Design optimization of a cylindrical UV-C LED reactor for effective water disinfection with numerical simulations and test reactor fabrication

Abstract

Ultraviolet C-band light-emitting diodes (UV-C LEDs) provide effective water disinfection and flexible reactor design. In this study, the disinfection performance of the cylindrical UV-C LED reactor was optimized using a new computational fluid dynamics (CFD) technique and validated experimentally with test reactors. The CFD technique provided UV doses for individual particles representing microorganisms, which were integrated along their trajectories using the discrete phase method within the radiation field acquired through the Monte Carlo method. Utilizing the minimum UV dose as a criterion, four key design parameters were evaluated: reactor aspect ratio (L/D) (in the range of 2.5−6), LED power angle (15−55°), wall reflectivity (0.6−0.94), and water flow rate (1−4 l/min). The optimal L/D of 4.2 was determined and subsequently applied to fabricate the test reactors.

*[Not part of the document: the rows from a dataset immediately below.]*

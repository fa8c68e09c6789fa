use std::marker::PhantomData;

use segstore::{BytesDecode, Result};

/// A live entry seen through a query or segment context.
///
/// Borrows the segment's memory, so it can only exist while the lock that
/// produced it is held.
pub struct HashEntry<'a, K, V> {
    segment: usize,
    slot: usize,
    key: &'a [u8],
    value: &'a [u8],
    _marker: PhantomData<fn() -> (K, V)>,
}

impl<'a, K, V> HashEntry<'a, K, V> {
    pub(crate) fn new(segment: usize, slot: usize, key: &'a [u8], value: &'a [u8]) -> Self {
        Self {
            segment,
            slot,
            key,
            value,
            _marker: PhantomData,
        }
    }

    pub fn segment_index(&self) -> usize {
        self.segment
    }

    /// Entry slot inside the segment. Stable until the entry is removed.
    pub fn slot(&self) -> usize {
        self.slot
    }

    pub fn key_bytes(&self) -> &'a [u8] {
        self.key
    }

    /// Empty for membership-only entries.
    pub fn value_bytes(&self) -> &'a [u8] {
        self.value
    }

    pub fn key(&self) -> Result<<K as BytesDecode<'a>>::DItem>
    where
        K: BytesDecode<'a>,
    {
        K::bytes_decode(self.key)
    }

    pub fn value(&self) -> Result<<V as BytesDecode<'a>>::DItem>
    where
        V: BytesDecode<'a>,
    {
        V::bytes_decode(self.value)
    }
}

impl<K, V> std::fmt::Debug for HashEntry<'_, K, V> {
    fn fmt(&self, f: &mut std::fmt::Formatter<'_>) -> std::fmt::Result {
        f.debug_struct("HashEntry")
            .field("segment", &self.segment)
            .field("slot", &self.slot)
            .field("key_len", &self.key.len())
            .field("value_len", &self.value.len())
            .finish()
    }
}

The polytetrafluoroethylene (PTFE) test reactor exhibited superior disinfection performance for E. coli O157:H7 compared to the one made of SUS304, due to its high wall reflectivity. Furthermore, a lower water flow rate enhanced disinfection performance by extending the residence time. The predicted log reductions exhibited a consistent trend with the measured values, confirming the efficacy of the CFD methodology applicable to various reactor designs and LED configurations.